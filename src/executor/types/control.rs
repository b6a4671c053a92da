//! Control flow and execution frame types

use serde::{Deserialize, Serialize};

use super::ast::{AssignOp, BinOp, CatchClause, Expr, LogicOp, Stmt, UnaryOp};
use super::phase::{
    AssignPhase, AwaitPhase, BinaryPhase, CallPhase, ExprStmtPhase, ForPhase, IfPhase, IndexPhase,
    LetPhase, LogicPhase, MemberPhase, ReturnPhase, ThrowPhase, TryPhase, UnaryPhase, WhilePhase,
};
use crate::executor::os::OsFunction;
use crate::executor::stdlib::Builtin;
use crate::value::{ExcKind, Value};

/* ===================== Control Flow ===================== */

/// Active non-local control flow.
///
/// When control != None the vm unwinds the frame stack to the nearest
/// handler: loops for break/continue, function frames for return, try
/// frames for throw. An unhandled throw completes the run with the
/// exception as its result value.
#[derive(Debug, Clone, PartialEq, Serialize, Deserialize)]
pub enum Control {
    None,
    Break,
    Continue,
    Return(Value),
    Throw(Value),
}

/* ===================== Frames ===================== */

/// Execution frame: one per statement or expression in flight.
///
/// The frame stack replaces the system call stack. Each frame owns the
/// AST it still has to run plus its phase, which is what makes a paused
/// execution fully serializable.
#[derive(Debug, Clone, PartialEq, Serialize, Deserialize)]
pub struct Frame {
    pub kind: FrameKind,
    /// Scope stack height to restore when this frame pops.
    pub scope_base: usize,
    /// Source line of the node this frame runs, for stack traces.
    pub line: u32,
}

/// Frame kind: the node being executed plus its progress.
#[derive(Debug, Clone, PartialEq, Serialize, Deserialize)]
pub enum FrameKind {
    /// Top-level statement sequence, running in the global scope.
    Module { body: Vec<Stmt>, idx: usize },
    /// Braced statement sequence with its own block scope.
    Block { body: Vec<Stmt>, idx: usize },
    /// A user function body; return unwinding stops here.
    FuncBody {
        body: Vec<Stmt>,
        idx: usize,
        name: String,
        call_line: u32,
    },
    Let {
        name: String,
        init: Option<Expr>,
        phase: LetPhase,
    },
    Assign {
        name: String,
        index: Option<Expr>,
        op: AssignOp,
        value: Option<Expr>,
        index_val: Option<Value>,
        phase: AssignPhase,
    },
    ExprStmt {
        expr: Option<Expr>,
        keep: bool,
        phase: ExprStmtPhase,
    },
    If {
        test: Option<Expr>,
        then_body: Vec<Stmt>,
        else_body: Vec<Stmt>,
        phase: IfPhase,
    },
    While {
        test: Expr,
        body: Vec<Stmt>,
        phase: WhilePhase,
    },
    For {
        var: String,
        iterable: Option<Expr>,
        items: Vec<Value>,
        idx: usize,
        body: Vec<Stmt>,
        phase: ForPhase,
    },
    Try {
        catch: Option<CatchClause>,
        finally: Option<Vec<Stmt>>,
        phase: TryPhase,
    },
    Throw {
        value: Option<Expr>,
        phase: ThrowPhase,
    },
    Return {
        value: Option<Expr>,
        phase: ReturnPhase,
    },
    Binary {
        op: BinOp,
        left: Option<Expr>,
        right: Option<Expr>,
        left_val: Option<Value>,
        phase: BinaryPhase,
    },
    Logic {
        op: LogicOp,
        left: Option<Expr>,
        right: Option<Expr>,
        phase: LogicPhase,
    },
    Unary {
        op: UnaryOp,
        operand: Option<Expr>,
        phase: UnaryPhase,
    },
    IndexGet {
        object: Option<Expr>,
        index: Option<Expr>,
        object_val: Option<Value>,
        phase: IndexPhase,
    },
    MemberGet {
        object: Option<Expr>,
        property: String,
        phase: MemberPhase,
    },
    /// Container literal under construction.
    Collect {
        kind: CollectKind,
        items: Vec<Expr>,
        evaluated: Vec<Value>,
        next: usize,
    },
    Call(Box<CallFrame>),
    AwaitExpr {
        inner: Option<Expr>,
        value: Option<Value>,
        phase: AwaitPhase,
    },
}

#[derive(Debug, Clone, Copy, PartialEq, Eq, Serialize, Deserialize)]
pub enum CollectKind {
    List,
    Tuple,
    Set,
    /// Items alternate key, value, key, value.
    Dict,
}

/// An in-flight call. Operands hold the positional argument expressions
/// followed by the keyword argument expressions (names in `kw_names`).
#[derive(Debug, Clone, PartialEq, Serialize, Deserialize)]
pub struct CallFrame {
    pub callee: CalleeKind,
    pub recv_expr: Option<Expr>,
    pub recv: Option<Value>,
    pub operands: Vec<Expr>,
    pub evaluated: Vec<Value>,
    pub next: usize,
    pub n_args: usize,
    pub kw_names: Vec<String>,
    pub line: u32,
    pub phase: CallPhase,
}

impl CallFrame {
    /// Split the evaluated operands into positional and keyword values.
    /// Only valid once every operand has been evaluated.
    pub fn split_operands(&self) -> (&[Value], Vec<(String, Value)>) {
        let args = &self.evaluated[..self.n_args];
        let kwargs = self
            .kw_names
            .iter()
            .cloned()
            .zip(self.evaluated[self.n_args..].iter().cloned())
            .collect();
        (args, kwargs)
    }
}

/// Who a call dispatches to, resolved when the call frame is pushed.
#[derive(Debug, Clone, PartialEq, Serialize, Deserialize)]
pub enum CalleeKind {
    /// A hoisted user function, by function-table index.
    Function { index: usize, name: String },
    /// A host-declared external function; suspends the run.
    External { name: String, method_call: bool },
    /// A runtime-intrinsic OS operation; suspends the run.
    Os(OsFunction),
    Builtin(Builtin),
    /// An exception constructor such as `ValueError("...")`.
    ExcCtor(ExcKind),
    /// A method on an evaluated receiver value.
    Method { name: String },
    /// Defensive fallback; raises TypeError at invoke.
    NotCallable { name: String },
}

· · · ·

> **Task goal**
Reproduce every line above that contains the string "CalleeKind".

> **Exercise answer**
    pub callee: CalleeKind,
pub enum CalleeKind {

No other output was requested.